What to Expect From Geneva Watch Days 2023
Geneva Watch Days is just around the corner: in this article we'll take a look at which brands might be coming up with new products for the event
For all watch enthusiasts, an important event is approaching: the Geneva Watch Days to be held from August 29 to September 2, in the heartland of watchmaking.
Watches & Wonders is definitely the main event in this industry, but what will happen in the coming days in Geneva has all the makings of a surprise. In this article we explain why.
Geneva Watch Days was born in 2020 as a more informal and less institutional watch show so that all companies could display their work in a new and more engaging context. Just as Baselworld, the most iconic watch fair, was dying, GWD was being born thanks to the initiative of Bulgari CEO Jean-Christophe Babin and other brands such as Breitling, Bulgari , De Bethune, Girard-Perregaux, H. Moser & Cie, MB&F, Ulysse Nardin, and Urwerk.
In addition to these brands, the 2023 edition will also have other outstanding participants such as: Konstantin Chaykin, Greubel Forsey, Jacob & Co, Krayon, Laurent Ferrier, MB&F, H. Moser & Cie, Oris, Phillips, and many others.
To understand what we should expect from this event we need to take a step back and see what has happened in past editions.
BVLGARI
As one of the founding brands of GWD, it is right to expect something from the Italian brand, especially seeing what has been presented in recent editions.
Two new Octo Finissimo were presented in 2020 and 2022, the Tourbillon Chronograph Skeleton Automatic and the Skeleton 8 Days, respectively. The first one set the sixth record in this collection as the thinnest watch, while the second one offers an impressive 8-day power reserve. Both watches have a skeletonized dial in common, which is why we could expect a new Octo with this dial for 2023, or is Bulgari thinking of setting a new record?
Yet another hypothesis is that the maison has been working on the other collections, as it did in 2021 when it offered two variations of the Octo Roma WorldTime. Indeed, the great predominance that Octo Finissimo is obviously positive because it drags the sales of the maison, but it could also be a risk as it could become increasingly unwieldy and leave progressively less space for other collections such as for example Octo Roma or Aluminium. For this reason, it would not be a surprise if Bvlgari comes up with some novelties for these other models.
H. MOSER & CIE
Very often during these events, Moser takes center stage. Thanks to its unconventional, unscrupulous and innovative flair, often the creations displayed by this brand are the ones that cause the most stir.
This is what happened last year when the maison presented the Streamliner Tourbillon Vantablack. The particularity lies precisely in the dial: this model is made of the blackest black available in watchmaking so much so that this shade manages to absorb 99.965% of light.
All of Moser's experience at GWD is linked to new versions of the Streamliner.

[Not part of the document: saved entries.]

use pfc_core::*;
use pfc_identify::*;
use pfc_records::*;
use pfc_store::RecordList;
use pfc_store::Store;
use petgraph::unionfind::UnionFind;
use std::collections::BTreeMap;

/// Result of evaluating a rule: the selected games, the implicated
/// canonical players, and their partition into connected populations.
#[derive(Debug)]
pub struct Selection {
    pub games: RecordList,
    pub players: RecordList,
    pub playersets: Vec<RecordList>,
}

/// Evaluate a rule into its selection.
///
/// The four game filters intersect into `selected_games`; the rule shape
/// then decides the population path. A person rule expands outward from
/// the canonical player and yields one population by construction; an
/// event rule merges per-player one-hop sets and may yield several.
pub fn select<S: Store>(store: &S, rule: &Rule) -> Outcome<Selection> {
    rule.verify()?;
    let date_games = games_in_date_range(store, rule)?;
    let time_games = games_for_identity::<TimeControl, S>(store, rule.time_control_identity.as_deref())?;
    let mode_games = games_for_identity::<Mode, S>(store, rule.mode_identity.as_deref())?;
    let event_games = games_for_events(store, &rule.event_identities)?;
    let mut games = date_games;
    games &= &time_games;
    games &= &mode_games;
    games &= &event_games;

    if rule.deduces_player_population() {
        let code = rule.person_identity.as_deref().unwrap_or_default();
        let players = population_from_selected_player(store, code, &games)?;
        let playersets = vec![players.clone()];
        Ok(Selection {
            games,
            players,
            playersets,
        })
    } else {
        let players = players_from_selected_games(store, &games)?;
        let playersets = populations_from_selected_games(store, &players, &games)?;
        Ok(Selection {
            games,
            players,
            playersets,
        })
    }
}

/// Games dated inside the rule's range, both endpoints included; all
/// games when the rule has no dates.
fn games_in_date_range<S: Store>(store: &S, rule: &Rule) -> Outcome<RecordList> {
    match (rule.from_date.as_deref(), rule.to_date.as_deref()) {
        (Some(from), Some(to)) => {
            Ok(store.recordlist_key_range(GAME_FILE, GAME_DATE_INDEX, from, to))
        }
        (None, None) => Ok(store.recordlist_ebm(GAME_FILE)),
        _ => refused("rule dates must both be present or both be absent"),
    }
}

/// Games carrying any of the identity group's keys; all games when no
/// identity is given. Each group member may have its own spelling of the
/// key, so the lookups union over the whole alias group.
fn games_for_identity<T: Aliased, S: Store>(
    store: &S,
    identity: Option<&str>,
) -> Outcome<RecordList> {
    let Some(code) = identity else {
        return Ok(store.recordlist_ebm(GAME_FILE));
    };
    let group = entity_group::<T, S>(store, code);
    if group.is_empty() {
        return refused(format!("{} identity {code} is not on file", T::LABEL));
    }
    let mut games = store.recordlist_nil(GAME_FILE);
    for (_, raw) in store.record_cursor(T::FILE, &group) {
        let member = T::decode(raw)?;
        games |= &store.recordlist_key(GAME_FILE, T::GAME_INDEX, &member.game_index_key());
    }
    Ok(games)
}

/// Union of the event filters over the rule's event list; all games when
/// the list is empty.
fn games_for_events<S: Store>(store: &S, events: &[String]) -> Outcome<RecordList> {
    if events.is_empty() {
        return Ok(store.recordlist_ebm(GAME_FILE));
    }
    let mut games = store.recordlist_nil(GAME_FILE);
    for code in events {
        games |= &games_for_identity::<Event, S>(store, Some(code.as_str()))?;
    }
    Ok(games)
}

/// Canonical opponents of one player across its selected games, one
/// entry per appearance.
pub(crate) fn one_hop<S: Store>(
    store: &S,
    player_key: Key,
    player: &Player,
    selected: &RecordList,
) -> Outcome<Vec<Key>> {
    let mut games = person_games(store, player)?;
    games &= selected;
    let mut connected = Vec::new();
    for (_, raw) in store.record_cursor(GAME_FILE, &games) {
        let game = Game::decode(raw)?;
        for side in [game.black_key(), game.white_key()] {
            if let Some((opponent_key, _)) = canonical_player(store, &side)? {
                if opponent_key != player_key {
                    connected.push(opponent_key);
                }
            }
        }
    }
    Ok(connected)
}

/// Canonical player for each side of each selected game.
fn players_from_selected_games<S: Store>(
    store: &S,
    selected: &RecordList,
) -> Outcome<RecordList> {
    let mut players = store.recordlist_nil(PLAYER_FILE);
    for (_, raw) in store.record_cursor(GAME_FILE, selected) {
        let game = Game::decode(raw)?;
        for side in [game.black_key(), game.white_key()] {
            if let Some((key, _)) = canonical_player(store, &side)? {
                players.insert(key);
            }
        }
    }
    Ok(players)
}

/// Partition the selected players into connected populations by merging
/// each player's one-hop set, coalescing sets that share a vertex.
fn populations_from_selected_games<S: Store>(
    store: &S,
    players: &RecordList,
    selected: &RecordList,
) -> Outcome<Vec<RecordList>> {
    let members: Vec<Key> = players.iter().collect();
    let position: BTreeMap<Key, usize> = members
        .iter()
        .enumerate()
        .map(|(index, key)| (*key, index))
        .collect();
    let mut components: UnionFind<usize> = UnionFind::new(members.len());
    for (index, &key) in members.iter().enumerate() {
        let player = load_player(store, key)?;
        for opponent in one_hop(store, key, &player, selected)? {
            if let Some(&other) = position.get(&opponent) {
                components.union(index, other);
            }
        }
    }
    let mut playersets: BTreeMap<usize, RecordList> = BTreeMap::new();
    for (index, &key) in members.iter().enumerate() {
        playersets
            .entry(components.find(index))
            .or_insert_with(|| store.recordlist_nil(PLAYER_FILE))
            .insert(key);
    }
    Ok(playersets.into_values().collect())
}

/// Expand the population outward from the canonical player for `code`,
/// frontier by frontier, until no new opponents appear.
fn population_from_selected_player<S: Store>(
    store: &S,
    code: &str,
    selected: &RecordList,
) -> Outcome<RecordList> {
    let Some((start, _)) = canonical_person(store, code)? else {
        return refused(format!(
            "player identity {code} is not an identified person"
        ));
    };
    let mut playerset = store.recordlist_nil(PLAYER_FILE);
    let mut frontier = store.recordlist_nil(PLAYER_FILE);
    frontier.insert(start);
    while frontier.count_records() > 0 {
        playerset |= &frontier;
        let mut connected = store.recordlist_nil(PLAYER_FILE);
        for key in frontier.iter() {
            let player = load_player(store, key)?;
            for opponent in one_hop(store, key, &player, selected)? {
                connected.insert(opponent);
            }
        }
        frontier = connected;
        frontier -= &playerset;
    }
    Ok(playerset)
}
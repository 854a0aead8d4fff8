//! Calculation rules and the selection pipeline.
//!
//! A rule names either one person or a list of events, with optional
//! date, time-control, and mode filters. Evaluation intersects the four
//! game filters into `selected_games`, then derives the implicated
//! players and partitions them into connected populations over opponent
//! edges. Each population is checked for convergence before any
//! iteration runs.
//!
//! - `dates` — permissive date parsing to `YYYY.MM.DD`
//! - `rules` — stored-rule insert/update/delete with stale-read checks
//! - `selection` — game filters and the two population paths
//! - `convergence` — opponent graph, tree and 3-cycle tests

mod convergence;
mod dates;
#[cfg(test)]
mod fixtures;
mod rules;
mod selection;

pub use convergence::*;
pub use dates::*;
pub use rules::*;
pub use selection::*;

In 2020, a few months after the introduction of the Streamliner chronograph, the house had presented a new version of this model with a smoky Matrix Green dial. The Streamliner aroused great success for its sporty design and Moser decided to present other versions such as the one with that debuted at GWD 2021, with a gray dial and perpetual calendar.
As we reach year 4, it will be interesting to see whether Moser will continue to surprise us with new Streamliners or has something else ready.
CZAPEK
Lastly, we expect great news from Czapek, who two years ago amazed everyone with the Antarctique Rattrapante. This model, which you see in the photo, made in 77 pieces sold out after a very short time, am evidence of the huge impact it had. This model was then followed by the Sunrise version, made for OnlyWatch 2021 and sold at auction for CHF 240,000. The success of the Antarctique was kept alive by the maison, which then presented Antarctique Rattrapante Ice Blue last year. We can therefore expect a new version of this much loved collection.
Another possible hypothesis is that of continuity between GWD and OnlyWatch. If in 2021 the model chosen for both events was the Antarctique, this year Czapek for OW made the Place Vendôme Complicité model, with a double escapement. Perhaps a similar model could be produced for GWD. We shall see.
There will be a lot of news ahead, and there are many brands that have been working to surprise us. This article is just a small taste of what awaits us in a few days and we look forward to telling you about it in more detail.